In the listing below, find each line containing "sorted" and report it.

--*--

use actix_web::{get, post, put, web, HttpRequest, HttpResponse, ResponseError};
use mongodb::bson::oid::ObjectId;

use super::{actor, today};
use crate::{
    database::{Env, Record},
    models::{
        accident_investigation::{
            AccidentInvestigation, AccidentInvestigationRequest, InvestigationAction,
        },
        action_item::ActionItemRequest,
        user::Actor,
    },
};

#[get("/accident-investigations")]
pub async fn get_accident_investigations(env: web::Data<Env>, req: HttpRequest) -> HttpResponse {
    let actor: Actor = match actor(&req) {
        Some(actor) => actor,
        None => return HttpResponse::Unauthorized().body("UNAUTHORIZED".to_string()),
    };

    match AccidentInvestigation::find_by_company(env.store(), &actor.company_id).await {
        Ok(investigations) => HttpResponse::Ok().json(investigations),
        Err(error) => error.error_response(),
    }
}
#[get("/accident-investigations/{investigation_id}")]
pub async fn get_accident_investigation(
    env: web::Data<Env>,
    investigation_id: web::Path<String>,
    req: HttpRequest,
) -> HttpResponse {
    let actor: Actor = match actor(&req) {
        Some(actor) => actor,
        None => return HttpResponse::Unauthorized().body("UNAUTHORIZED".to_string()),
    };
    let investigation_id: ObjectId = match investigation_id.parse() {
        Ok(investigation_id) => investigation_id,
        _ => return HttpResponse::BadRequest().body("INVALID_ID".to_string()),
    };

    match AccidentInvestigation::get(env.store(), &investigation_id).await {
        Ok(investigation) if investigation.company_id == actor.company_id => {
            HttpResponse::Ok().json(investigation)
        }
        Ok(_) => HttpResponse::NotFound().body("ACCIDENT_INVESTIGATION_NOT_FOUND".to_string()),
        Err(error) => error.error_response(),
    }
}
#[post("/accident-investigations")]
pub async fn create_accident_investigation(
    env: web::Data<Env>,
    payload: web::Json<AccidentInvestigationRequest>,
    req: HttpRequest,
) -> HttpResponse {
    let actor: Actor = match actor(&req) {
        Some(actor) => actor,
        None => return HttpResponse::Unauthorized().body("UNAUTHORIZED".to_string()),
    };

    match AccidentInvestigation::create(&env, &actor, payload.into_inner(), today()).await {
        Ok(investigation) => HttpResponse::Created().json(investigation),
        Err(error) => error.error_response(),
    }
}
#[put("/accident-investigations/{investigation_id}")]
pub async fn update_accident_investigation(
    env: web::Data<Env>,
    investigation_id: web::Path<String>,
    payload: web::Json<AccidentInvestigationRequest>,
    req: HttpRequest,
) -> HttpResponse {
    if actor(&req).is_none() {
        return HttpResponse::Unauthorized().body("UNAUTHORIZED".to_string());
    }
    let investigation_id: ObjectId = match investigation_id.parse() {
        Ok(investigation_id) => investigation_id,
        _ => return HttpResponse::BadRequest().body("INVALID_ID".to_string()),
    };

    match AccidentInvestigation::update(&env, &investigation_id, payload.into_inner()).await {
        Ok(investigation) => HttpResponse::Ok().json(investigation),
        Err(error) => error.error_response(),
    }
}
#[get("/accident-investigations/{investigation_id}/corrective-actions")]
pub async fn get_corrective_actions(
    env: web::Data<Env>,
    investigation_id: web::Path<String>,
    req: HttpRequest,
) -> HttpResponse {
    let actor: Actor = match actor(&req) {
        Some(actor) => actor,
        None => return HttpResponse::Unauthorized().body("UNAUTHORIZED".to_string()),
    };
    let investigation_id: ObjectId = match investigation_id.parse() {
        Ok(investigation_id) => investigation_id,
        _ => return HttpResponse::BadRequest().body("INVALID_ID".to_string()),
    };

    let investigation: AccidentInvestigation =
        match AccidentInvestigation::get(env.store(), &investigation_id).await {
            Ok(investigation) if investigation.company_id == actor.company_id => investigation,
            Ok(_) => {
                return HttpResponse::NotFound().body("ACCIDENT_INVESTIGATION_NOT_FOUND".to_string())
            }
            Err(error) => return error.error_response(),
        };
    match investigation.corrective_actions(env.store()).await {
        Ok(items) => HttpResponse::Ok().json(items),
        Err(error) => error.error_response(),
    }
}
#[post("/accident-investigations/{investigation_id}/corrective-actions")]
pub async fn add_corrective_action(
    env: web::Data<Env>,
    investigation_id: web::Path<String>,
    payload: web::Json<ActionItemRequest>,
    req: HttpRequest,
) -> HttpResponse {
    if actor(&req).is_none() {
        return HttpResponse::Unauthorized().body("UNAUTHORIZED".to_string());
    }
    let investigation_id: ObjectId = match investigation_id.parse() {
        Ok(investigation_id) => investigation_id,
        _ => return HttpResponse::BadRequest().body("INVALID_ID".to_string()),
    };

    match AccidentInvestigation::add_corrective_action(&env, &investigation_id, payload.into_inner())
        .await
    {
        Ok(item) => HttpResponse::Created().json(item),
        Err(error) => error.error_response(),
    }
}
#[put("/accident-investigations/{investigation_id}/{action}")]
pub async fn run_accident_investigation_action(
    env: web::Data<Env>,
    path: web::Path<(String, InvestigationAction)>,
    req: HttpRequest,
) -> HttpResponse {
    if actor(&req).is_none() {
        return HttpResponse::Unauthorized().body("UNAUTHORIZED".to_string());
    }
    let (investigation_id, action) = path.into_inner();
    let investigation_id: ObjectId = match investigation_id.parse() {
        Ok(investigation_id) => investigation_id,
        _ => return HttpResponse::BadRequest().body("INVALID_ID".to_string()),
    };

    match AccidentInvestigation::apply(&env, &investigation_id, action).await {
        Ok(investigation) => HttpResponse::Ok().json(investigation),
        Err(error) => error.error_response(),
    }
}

--*--

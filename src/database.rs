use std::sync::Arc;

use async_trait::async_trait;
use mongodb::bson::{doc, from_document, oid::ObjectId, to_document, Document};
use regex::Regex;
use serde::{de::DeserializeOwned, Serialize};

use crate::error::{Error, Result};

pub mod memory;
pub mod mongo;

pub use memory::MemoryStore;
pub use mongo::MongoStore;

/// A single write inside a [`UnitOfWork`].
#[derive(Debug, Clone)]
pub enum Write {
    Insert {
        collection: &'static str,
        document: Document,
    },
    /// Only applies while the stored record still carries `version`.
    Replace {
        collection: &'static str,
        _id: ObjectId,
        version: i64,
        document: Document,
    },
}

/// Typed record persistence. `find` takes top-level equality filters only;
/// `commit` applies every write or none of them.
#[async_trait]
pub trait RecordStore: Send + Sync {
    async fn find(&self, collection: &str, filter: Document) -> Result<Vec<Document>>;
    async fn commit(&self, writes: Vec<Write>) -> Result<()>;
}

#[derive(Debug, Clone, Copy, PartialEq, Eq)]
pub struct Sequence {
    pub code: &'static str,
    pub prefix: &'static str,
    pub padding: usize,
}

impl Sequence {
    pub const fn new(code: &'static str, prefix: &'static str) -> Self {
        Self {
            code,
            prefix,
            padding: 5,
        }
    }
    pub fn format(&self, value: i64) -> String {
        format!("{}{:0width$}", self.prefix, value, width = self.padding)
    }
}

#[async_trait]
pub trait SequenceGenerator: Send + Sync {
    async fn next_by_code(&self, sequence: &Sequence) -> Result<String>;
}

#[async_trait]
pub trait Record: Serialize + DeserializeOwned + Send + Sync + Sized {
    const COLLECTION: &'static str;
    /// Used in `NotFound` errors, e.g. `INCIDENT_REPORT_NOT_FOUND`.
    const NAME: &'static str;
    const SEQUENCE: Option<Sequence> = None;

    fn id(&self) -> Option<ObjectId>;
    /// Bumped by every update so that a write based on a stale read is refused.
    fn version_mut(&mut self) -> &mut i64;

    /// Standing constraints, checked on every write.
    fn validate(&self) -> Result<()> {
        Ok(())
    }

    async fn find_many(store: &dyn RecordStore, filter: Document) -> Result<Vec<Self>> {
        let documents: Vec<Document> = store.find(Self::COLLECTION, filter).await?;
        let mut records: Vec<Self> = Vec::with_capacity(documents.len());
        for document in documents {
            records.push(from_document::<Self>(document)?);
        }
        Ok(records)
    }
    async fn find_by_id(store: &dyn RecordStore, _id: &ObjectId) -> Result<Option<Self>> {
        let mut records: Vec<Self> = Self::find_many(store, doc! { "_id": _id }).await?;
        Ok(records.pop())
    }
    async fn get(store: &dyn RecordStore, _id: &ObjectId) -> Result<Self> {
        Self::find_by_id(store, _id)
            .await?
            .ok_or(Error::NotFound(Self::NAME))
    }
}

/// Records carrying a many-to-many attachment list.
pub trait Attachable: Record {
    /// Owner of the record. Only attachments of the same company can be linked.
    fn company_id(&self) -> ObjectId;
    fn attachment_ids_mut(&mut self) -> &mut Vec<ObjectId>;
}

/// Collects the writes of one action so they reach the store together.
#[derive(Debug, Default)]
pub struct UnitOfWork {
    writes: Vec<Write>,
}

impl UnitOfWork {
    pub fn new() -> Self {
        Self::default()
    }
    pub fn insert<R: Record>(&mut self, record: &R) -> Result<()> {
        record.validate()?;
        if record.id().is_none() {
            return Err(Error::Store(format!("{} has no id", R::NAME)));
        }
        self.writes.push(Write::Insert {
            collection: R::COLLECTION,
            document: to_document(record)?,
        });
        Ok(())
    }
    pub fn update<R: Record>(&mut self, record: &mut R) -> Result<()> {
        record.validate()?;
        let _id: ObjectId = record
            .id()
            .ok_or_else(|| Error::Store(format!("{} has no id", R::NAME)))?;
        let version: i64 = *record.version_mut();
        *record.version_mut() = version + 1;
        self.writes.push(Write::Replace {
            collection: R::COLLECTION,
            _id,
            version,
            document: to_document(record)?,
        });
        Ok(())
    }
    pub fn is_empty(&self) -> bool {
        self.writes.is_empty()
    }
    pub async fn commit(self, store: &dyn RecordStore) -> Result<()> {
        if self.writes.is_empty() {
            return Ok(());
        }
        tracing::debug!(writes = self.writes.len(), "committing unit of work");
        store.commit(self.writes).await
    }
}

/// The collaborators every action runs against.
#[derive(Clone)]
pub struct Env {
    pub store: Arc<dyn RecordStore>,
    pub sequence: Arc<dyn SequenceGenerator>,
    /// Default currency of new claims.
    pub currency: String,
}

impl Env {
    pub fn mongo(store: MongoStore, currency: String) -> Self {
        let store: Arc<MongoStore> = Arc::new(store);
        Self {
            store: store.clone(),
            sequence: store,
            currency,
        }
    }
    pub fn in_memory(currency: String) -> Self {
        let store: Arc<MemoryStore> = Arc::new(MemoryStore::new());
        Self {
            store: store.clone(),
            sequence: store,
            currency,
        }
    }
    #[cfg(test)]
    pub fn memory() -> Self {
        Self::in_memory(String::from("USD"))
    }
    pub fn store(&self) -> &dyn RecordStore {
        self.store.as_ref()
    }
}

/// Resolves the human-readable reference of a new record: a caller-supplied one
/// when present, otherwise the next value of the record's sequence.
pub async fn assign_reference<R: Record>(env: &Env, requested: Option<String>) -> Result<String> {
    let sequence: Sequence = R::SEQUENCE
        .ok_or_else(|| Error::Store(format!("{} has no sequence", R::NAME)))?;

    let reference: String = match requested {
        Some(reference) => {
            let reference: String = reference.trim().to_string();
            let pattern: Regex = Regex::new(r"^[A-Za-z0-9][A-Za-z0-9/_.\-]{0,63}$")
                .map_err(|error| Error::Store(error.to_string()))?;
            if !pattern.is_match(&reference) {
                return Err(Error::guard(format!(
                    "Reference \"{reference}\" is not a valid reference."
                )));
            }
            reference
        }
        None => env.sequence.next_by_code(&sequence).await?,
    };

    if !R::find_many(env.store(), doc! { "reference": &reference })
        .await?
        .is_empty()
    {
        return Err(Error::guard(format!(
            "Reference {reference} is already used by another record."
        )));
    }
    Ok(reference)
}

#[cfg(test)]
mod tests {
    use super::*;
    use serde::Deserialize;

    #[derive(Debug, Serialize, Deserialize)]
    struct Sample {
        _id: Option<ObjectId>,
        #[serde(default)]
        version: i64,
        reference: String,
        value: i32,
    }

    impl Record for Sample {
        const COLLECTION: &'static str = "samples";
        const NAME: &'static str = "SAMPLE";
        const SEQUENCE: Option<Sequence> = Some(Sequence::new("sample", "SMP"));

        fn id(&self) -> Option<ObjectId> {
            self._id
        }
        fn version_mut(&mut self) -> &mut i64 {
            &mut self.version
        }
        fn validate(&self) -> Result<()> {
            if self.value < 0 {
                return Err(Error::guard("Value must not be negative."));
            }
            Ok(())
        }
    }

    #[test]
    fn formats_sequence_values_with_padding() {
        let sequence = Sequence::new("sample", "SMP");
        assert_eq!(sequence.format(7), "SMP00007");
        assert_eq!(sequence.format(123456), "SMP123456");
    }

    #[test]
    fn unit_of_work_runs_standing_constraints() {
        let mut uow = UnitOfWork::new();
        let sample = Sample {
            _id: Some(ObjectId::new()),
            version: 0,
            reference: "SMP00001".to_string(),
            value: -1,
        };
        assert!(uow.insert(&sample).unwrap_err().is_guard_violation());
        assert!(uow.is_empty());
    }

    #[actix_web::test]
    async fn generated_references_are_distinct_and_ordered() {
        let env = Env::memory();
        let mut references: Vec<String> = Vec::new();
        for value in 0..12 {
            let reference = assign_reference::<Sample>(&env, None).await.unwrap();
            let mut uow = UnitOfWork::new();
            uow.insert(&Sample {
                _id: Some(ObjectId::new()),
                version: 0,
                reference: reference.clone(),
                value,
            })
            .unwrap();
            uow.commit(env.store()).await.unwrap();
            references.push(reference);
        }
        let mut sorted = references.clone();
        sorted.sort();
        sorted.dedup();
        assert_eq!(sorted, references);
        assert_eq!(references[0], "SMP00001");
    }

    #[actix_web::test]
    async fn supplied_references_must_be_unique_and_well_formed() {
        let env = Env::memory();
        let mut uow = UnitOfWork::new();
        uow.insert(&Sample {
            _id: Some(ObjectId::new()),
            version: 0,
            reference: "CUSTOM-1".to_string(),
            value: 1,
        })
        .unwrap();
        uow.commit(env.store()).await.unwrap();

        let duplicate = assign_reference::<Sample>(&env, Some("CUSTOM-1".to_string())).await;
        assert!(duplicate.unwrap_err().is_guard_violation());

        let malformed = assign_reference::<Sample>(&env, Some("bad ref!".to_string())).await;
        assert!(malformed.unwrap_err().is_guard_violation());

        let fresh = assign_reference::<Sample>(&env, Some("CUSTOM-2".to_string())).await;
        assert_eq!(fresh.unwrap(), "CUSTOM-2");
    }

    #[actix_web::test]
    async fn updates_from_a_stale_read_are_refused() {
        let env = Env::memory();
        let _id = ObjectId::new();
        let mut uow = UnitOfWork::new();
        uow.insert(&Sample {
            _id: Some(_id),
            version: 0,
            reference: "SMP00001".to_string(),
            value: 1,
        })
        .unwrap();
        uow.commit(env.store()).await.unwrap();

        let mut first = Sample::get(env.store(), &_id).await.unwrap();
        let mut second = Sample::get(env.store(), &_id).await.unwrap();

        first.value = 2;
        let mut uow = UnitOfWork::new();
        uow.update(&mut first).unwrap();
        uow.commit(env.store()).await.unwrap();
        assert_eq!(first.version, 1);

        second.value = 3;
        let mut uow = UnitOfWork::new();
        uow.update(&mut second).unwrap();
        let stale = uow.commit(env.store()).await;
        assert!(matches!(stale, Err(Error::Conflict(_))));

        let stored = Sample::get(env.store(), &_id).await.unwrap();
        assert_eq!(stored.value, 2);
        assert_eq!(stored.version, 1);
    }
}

--*--

Answer space:
        let mut sorted = references.clone();
        sorted.sort();
        sorted.dedup();
        assert_eq!(sorted, references);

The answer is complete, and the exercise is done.